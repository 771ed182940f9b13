//! Shared type definitions for metaform: values, declared types, field
//! formats, metadata descriptors and monitor events.

pub mod event;
pub mod format;
pub mod mask;
pub mod metadata;
pub mod validation;
pub mod value;

pub use event::{MonitorEvent, RefreshMode};
pub use format::{Alignment, ContentType, FieldFormat, FormatError, MAX_LENGTH, PrintMode};
pub use metadata::{FieldMetadata, FieldMetadataDef};
pub use validation::{ValidationIssue, check_integral_range, check_presence, check_text};
pub use value::{FieldValue, ValueType};
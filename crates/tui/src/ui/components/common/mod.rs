pub mod text_input;

pub use text_input::TextInputState;
//! Runtime: terminal lifecycle and the blocking event loop of the form view.
//!
//! The loop renders the view, blocks on `crossterm::event::read()` and hands
//! key presses to [`FormView::handle_key`] until the view reports
//! [`Outcome::Exit`]. Monitor calls are synchronous, so there's nothing to
//! poll in between.

use anyhow::Result;
use crossterm::{
    event::{self, DisableMouseCapture, EnableMouseCapture, Event, KeyEventKind},
    execute,
    terminal::{EnterAlternateScreen, LeaveAlternateScreen, disable_raw_mode, enable_raw_mode},
};
use ratatui::{Terminal, backend::Backend, prelude::CrosstermBackend};
use tracing::{debug, info};

use crate::ui::components::form_view::{FormView, Outcome};
use crate::ui::theme::{self, Theme};

/// Run `view` in the alternate screen until it asks to exit.
pub fn run_form(view: &mut FormView) -> Result<()> {
    let mut terminal = setup_terminal()?;
    let theme = theme::load();
    view.open();
    info!("form view started");

    let result = event_loop(&mut terminal, view, theme.as_ref());
    cleanup_terminal(&mut terminal)?;
    result
}

/// Render/read loop over any backend.
pub fn event_loop<B: Backend>(terminal: &mut Terminal<B>, view: &mut FormView, theme: &dyn Theme) -> Result<()>
where
    B::Error: Send + Sync + 'static,
{
    loop {
        terminal.draw(|frame| view.render(frame, frame.area(), theme))?;
        match event::read()? {
            Event::Key(key) if key.kind == KeyEventKind::Press => {
                if view.handle_key(key) == Outcome::Exit {
                    return Ok(());
                }
            }
            Event::Resize(width, height) => debug!(width, height, "terminal resized"),
            _ => {}
        }
    }
}

/// Enable raw mode and enter the alternate screen.
fn setup_terminal() -> Result<Terminal<CrosstermBackend<std::io::Stdout>>> {
    enable_raw_mode()?;
    let mut stdout = std::io::stdout();
    execute!(stdout, EnterAlternateScreen, EnableMouseCapture)?;
    let backend = CrosstermBackend::new(stdout);
    let terminal = Terminal::new(backend)?;
    Ok(terminal)
}

/// Restore terminal settings and leave the alternate screen.
fn cleanup_terminal(terminal: &mut Terminal<CrosstermBackend<std::io::Stdout>>) -> Result<()> {
    disable_raw_mode()?;
    execute!(terminal.backend_mut(), LeaveAlternateScreen, DisableMouseCapture)?;
    terminal.show_cursor()?;
    Ok(())
}
//! Toolkit-facing side of a bound field.
//!
//! A [`WidgetAdapter`] is the only thing a field needs from a UI toolkit:
//! reading and writing text plus a few presentation hooks. [`MemoryWidget`]
//! is a headless implementation used by batch validation and tests.

use metaform_types::{Alignment, FieldFormat, FieldMetadata};

/// Visual role of a field derived from its format.
#[derive(Debug, Clone, Copy, PartialEq, Eq, Default)]
pub enum FieldStyle {
    Mandatory,
    #[default]
    Optional,
}

/// Sign highlighting requested by the format for the current value.
#[derive(Debug, Clone, Copy, PartialEq, Eq, Default)]
pub enum Highlight {
    #[default]
    None,
    Negative,
    Zero,
    Positive,
}

impl Highlight {
    /// Highlight for a value of the given sign, honoring the `n`/`z`/`p` format flags.
    pub fn for_sign(format: &FieldFormat, signum: i32) -> Self {
        if !format.is_highlighted(signum) {
            return Highlight::None;
        }
        match signum {
            s if s < 0 => Highlight::Negative,
            s if s > 0 => Highlight::Positive,
            _ => Highlight::Zero,
        }
    }
}

/// Presentation attributes applied once when a field is bound.
#[derive(Debug, Clone, PartialEq, Eq)]
pub struct Presentation {
    pub name: String,
    pub alignment: Alignment,
    pub style: FieldStyle,
    /// Visible width in columns; `None` lets the toolkit decide.
    pub columns: Option<usize>,
    pub rows: usize,
    pub focusable: bool,
    pub editable: bool,
    pub local_editor: bool,
}

impl Presentation {
    pub fn from_metadata(metadata: &FieldMetadata, format: &FieldFormat) -> Self {
        Self {
            name: metadata.component_name().to_string(),
            alignment: format.alignment(),
            style: if format.is_mandatory() {
                FieldStyle::Mandatory
            } else {
                FieldStyle::Optional
            },
            columns: (format.length() > 0).then(|| format.length()),
            rows: format.height(),
            focusable: !format.is_output(),
            editable: !format.is_read_only(false),
            local_editor: format.has_local_editor(),
        }
    }
}

/// Operations a bound field performs on its widget.
pub trait WidgetAdapter {
    fn text(&self) -> String;

    fn set_text(&mut self, text: &str);

    fn select_all(&mut self) {}

    /// Toggle the visual marker of an invalid value.
    fn set_invalid_marker(&mut self, _invalid: bool) {}

    fn set_tooltip(&mut self, _tooltip: Option<&str>) {}

    fn set_highlight(&mut self, _highlight: Highlight) {}

    fn apply_presentation(&mut self, _presentation: &Presentation) {}
}

/// Headless widget that keeps everything in memory.
#[derive(Debug, Clone, Default)]
pub struct MemoryWidget {
    pub text: String,
    pub selected: bool,
    pub invalid: bool,
    pub tooltip: Option<String>,
    pub highlight: Highlight,
    pub presentation: Option<Presentation>,
}

impl MemoryWidget {
    pub fn new() -> Self {
        Self::default()
    }

    /// Simulate user typing: replaces the content and drops the selection.
    pub fn type_text(&mut self, text: &str) {
        self.text = text.to_string();
        self.selected = false;
    }
}

impl WidgetAdapter for MemoryWidget {
    fn text(&self) -> String {
        self.text.clone()
    }

    fn set_text(&mut self, text: &str) {
        self.text = text.to_string();
    }

    fn select_all(&mut self) {
        self.selected = true;
    }

    fn set_invalid_marker(&mut self, invalid: bool) {
        self.invalid = invalid;
    }

    fn set_tooltip(&mut self, tooltip: Option<&str>) {
        self.tooltip = tooltip.map(str::to_string);
    }

    fn set_highlight(&mut self, highlight: Highlight) {
        self.highlight = highlight;
    }

    fn apply_presentation(&mut self, presentation: &Presentation) {
        self.presentation = Some(presentation.clone());
    }
}
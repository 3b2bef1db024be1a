use super::{bounded, ApiError};
use crate::{resolver::Resolution, AppState};
use axum::{
    extract::{Path, State},
    http::{header, HeaderValue, StatusCode},
    response::{IntoResponse, Response},
};
use std::sync::Arc;

/// GET /:code
///
/// Resolve the code (cache first, then the store) and answer with the
/// configured redirect status, or 404 when the code has no live link.
pub async fn redirect(
    State(state): State<Arc<AppState>>,
    Path(code): Path<String>,
) -> Result<Response, ApiError> {
    let resolution = bounded(state.config.request_timeout, state.resolver.resolve(&code)).await??;

    let long_url = match resolution {
        Resolution::Redirect(url) => url,
        Resolution::NotFound => {
            return Err(ApiError::NotFound(format!(
                "short link '{code}' has no target"
            )));
        }
    };

    let location = HeaderValue::try_from(long_url).map_err(|e| {
        tracing::error!("Stored URL for '{}' is not a valid header: {:?}", code, e);
        ApiError::Internal
    })?;
    let status =
        StatusCode::from_u16(state.config.core.redirect_status_code).unwrap_or(StatusCode::FOUND);

    Ok((status, [(header::LOCATION, location)]).into_response())
}
use sha2::{Digest, Sha256};
use std::ops::Range;
use xxhash_rust::xxh32::xxh32;

/// Characters a code may contain.
pub const ALPHABET: &[u8] = b"abcdefghijklmnopqrstuvwxyz0123456789ABCDEFGHIJKLMNOPQRSTUVWXYZ";

/// Width of the hex-rendered SHA-256 digest. Every code character needs at
/// least one hex character, so this is also the longest supported code.
pub const MAX_CODE_LEN: usize = 64;

/// Turns (owner, long URL, salt) into a fixed-length code.
///
/// The mapping is deterministic: the same triple always yields the same
/// code, so resubmitting a URL reproduces its code, while a different salt
/// moves to an unrelated point of the code space.
#[derive(Debug, Clone, Copy)]
pub struct CodeGenerator {
    len: usize,
}

impl CodeGenerator {
    /// `len` must be in `1..=MAX_CODE_LEN`; the config layer checks this.
    pub fn new(len: usize) -> Self {
        debug_assert!((1..=MAX_CODE_LEN).contains(&len));
        Self {
            len: len.clamp(1, MAX_CODE_LEN),
        }
    }

    pub fn generate(&self, owner_id: &str, long_url: &str, salt: &str) -> String {
        let mut hasher = Sha256::new();
        hasher.update(owner_id.as_bytes());
        hasher.update(long_url.as_bytes());
        hasher.update(salt.as_bytes());
        let hex = format!("{:x}", hasher.finalize());

        segments(hex.len(), self.len)
            .map(|range| {
                let h = xxh32(hex[range].as_bytes(), 0);
                ALPHABET[h as usize % ALPHABET.len()] as char
            })
            .collect()
    }
}

/// Split `total` characters into `parts` contiguous ranges of equal width,
/// with the leftover characters appended to the last range.
fn segments(total: usize, parts: usize) -> impl Iterator<Item = Range<usize>> {
    let step = total / parts;
    (0..parts).map(move |i| {
        let start = i * step;
        let end = if i + 1 == parts { total } else { start + step };
        start..end
    })
}
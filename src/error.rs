use crate::probe::ProbeError;
use std::sync::Arc;

/// Store or cache failure unrelated to a code collision.
///
/// Cloneable so that one failure can be handed to every caller coalesced
/// onto the same lookup.
#[derive(Debug, Clone, thiserror::Error)]
pub enum InfraError {
    #[error("store error: {0}")]
    Store(Arc<sqlx::Error>),

    #[error("cache error: {0}")]
    Cache(Arc<redis::RedisError>),
}

impl From<sqlx::Error> for InfraError {
    fn from(e: sqlx::Error) -> Self {
        Self::Store(Arc::new(e))
    }
}

impl From<redis::RedisError> for InfraError {
    fn from(e: redis::RedisError) -> Self {
        Self::Cache(Arc::new(e))
    }
}

/// Why a link could not be created.
#[derive(Debug, thiserror::Error)]
pub enum CreateError {
    #[error("not a valid http or https URL")]
    InvalidUrl,

    #[error("the URL did not respond successfully: {0}")]
    Unreachable(#[from] ProbeError),

    /// An active link for the same owner and URL already exists.
    #[error("a short link already exists for this URL: {code}")]
    Conflict { code: String },

    #[error(transparent)]
    Internal(#[from] InfraError),
}

impl CreateError {
    /// Validation failures are the caller's fault and never touch the store.
    pub fn is_validation(&self) -> bool {
        matches!(self, Self::InvalidUrl | Self::Unreachable(_))
    }
}
use super::{bounded, ApiError, Owner};
use crate::{models::LinkFilter, AppState};
use axum::{
    extract::{rejection::JsonRejection, Query, State},
    http::StatusCode,
    Json,
};
use chrono::{DateTime, Utc};
use serde::{Deserialize, Serialize};
use std::sync::Arc;

#[derive(Deserialize)]
pub struct CreateLinkRequest {
    long_url: String,
    /// Unix seconds; zero, negative or missing means the link never expires.
    #[serde(default)]
    deadline_unix: i64,
}

#[derive(Serialize)]
pub struct CreateLinkResponse {
    code: String,
}

#[derive(Deserialize)]
pub struct LookupQuery {
    code: Option<String>,
    long_url: Option<String>,
}

#[derive(Serialize)]
pub struct LinkResponse {
    code: String,
    long_url: String,
    /// Zero when the link never expires.
    deadline_unix: i64,
}

/// POST /api/v1/links
pub async fn create_link(
    State(state): State<Arc<AppState>>,
    Owner(owner): Owner,
    body: Result<Json<CreateLinkRequest>, JsonRejection>,
) -> Result<(StatusCode, Json<CreateLinkResponse>), ApiError> {
    let Json(req) = body.map_err(|e| ApiError::BadRequest(e.body_text()))?;

    let long_url = req.long_url.trim();
    if long_url.is_empty() {
        return Err(ApiError::BadRequest("long_url must not be empty".into()));
    }

    let deadline = if req.deadline_unix <= 0 {
        None
    } else {
        Some(
            DateTime::<Utc>::from_timestamp(req.deadline_unix, 0)
                .ok_or_else(|| ApiError::BadRequest("deadline_unix is out of range".into()))?,
        )
    };

    let link = bounded(
        state.config.request_timeout,
        state.writer.create(&owner, long_url, deadline),
    )
    .await??;

    Ok((
        StatusCode::CREATED,
        Json(CreateLinkResponse { code: link.code }),
    ))
}

/// GET /api/v1/links?code=..&long_url=..
///
/// Looks up one of the caller's own links straight from the store.
pub async fn get_link(
    State(state): State<Arc<AppState>>,
    Owner(owner): Owner,
    Query(query): Query<LookupQuery>,
) -> Result<Json<LinkResponse>, ApiError> {
    let non_empty = |v: Option<String>| v.map(|s| s.trim().to_owned()).filter(|s| !s.is_empty());
    let filter = LinkFilter {
        owner_id: Some(owner),
        code: non_empty(query.code),
        long_url: non_empty(query.long_url),
    };
    if filter.code.is_none() && filter.long_url.is_none() {
        return Err(ApiError::BadRequest(
            "at least one of code and long_url is required".into(),
        ));
    }

    let link = bounded(state.config.request_timeout, state.store.get(&filter))
        .await??
        .ok_or_else(|| ApiError::NotFound("no such link".into()))?;

    Ok(Json(LinkResponse {
        code: link.code,
        long_url: link.long_url,
        deadline_unix: link.deadline.map(|d| d.timestamp()).unwrap_or(0),
    }))
}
┄┄┄┄┄┄┄┄┄┄┄┄┄┄┄┄┄┄┄┄
**Exercise details**
For this exercise, copy every line of the data that holds "update".

**Solution to this exercise**
        hasher.update(owner_id.as_bytes());
        hasher.update(long_url.as_bytes());
        hasher.update(salt.as_bytes());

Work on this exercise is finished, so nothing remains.